● **STORED DATA**:
★ ★ ★ ★ ★

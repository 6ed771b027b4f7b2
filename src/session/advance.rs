//! Track-advance policy.
//!
//! Precedence is fixed: repeat, then shuffle, then sequential. The random
//! draw is passed in so the policy itself stays deterministic.

#[derive(Debug, Copy, Clone, PartialEq, Eq)]
pub enum Direction {
    Forward,
    Backward,
}

/// Pick the index to play after `current`.
///
/// `roll(len)` must return a value in `0..len`. Returns `None` only for an
/// empty catalog.
pub fn next_index(
    current: Option<usize>,
    len: usize,
    repeat: bool,
    shuffle: bool,
    direction: Direction,
    roll: impl FnOnce(usize) -> usize,
) -> Option<usize> {
    if len == 0 {
        return None;
    }
    let current = current.filter(|&i| i < len);

    if repeat {
        return Some(current.unwrap_or(0));
    }

    if shuffle {
        let pick = roll(len) % len;
        // One bump away from the current track; with a single track there is
        // nowhere else to go.
        return Some(match current {
            Some(c) if pick == c && len > 1 => (pick + 1) % len,
            _ => pick,
        });
    }

    Some(match (direction, current) {
        (Direction::Forward, Some(c)) => (c + 1) % len,
        (Direction::Forward, None) => 0,
        (Direction::Backward, Some(0)) | (Direction::Backward, None) => len - 1,
        (Direction::Backward, Some(c)) => c - 1,
    })
}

★ ★ ★ ★ ★

● **WORK INSTRUCTIONS**: The entire listing is to be reproduced without alteration.

● **ANSWER SPACE**:
repository 6ed771b027b4f7b2
filename src/session/advance.rs
//! Track-advance policy.
//!
//! Precedence is fixed: repeat, then shuffle, then sequential. The random
//! draw is passed in so the policy itself stays deterministic.

#[derive(Debug, Copy, Clone, PartialEq, Eq)]
pub enum Direction {
    Forward,
    Backward,
}

/// Pick the index to play after `current`.
///
/// `roll(len)` must return a value in `0..len`. Returns `None` only for an
/// empty catalog.
pub fn next_index(
    current: Option<usize>,
    len: usize,
    repeat: bool,
    shuffle: bool,
    direction: Direction,
    roll: impl FnOnce(usize) -> usize,
) -> Option<usize> {
    if len == 0 {
        return None;
    }
    let current = current.filter(|&i| i < len);

    if repeat {
        return Some(current.unwrap_or(0));
    }

    if shuffle {
        let pick = roll(len) % len;
        // One bump away from the current track; with a single track there is
        // nowhere else to go.
        return Some(match current {
            Some(c) if pick == c && len > 1 => (pick + 1) % len,
            _ => pick,
        });
    }

    Some(match (direction, current) {
        (Direction::Forward, Some(c)) => (c + 1) % len,
        (Direction::Forward, None) => 0,
        (Direction::Backward, Some(0)) | (Direction::Backward, None) => len - 1,
        (Direction::Backward, Some(c)) => c - 1,
    })
}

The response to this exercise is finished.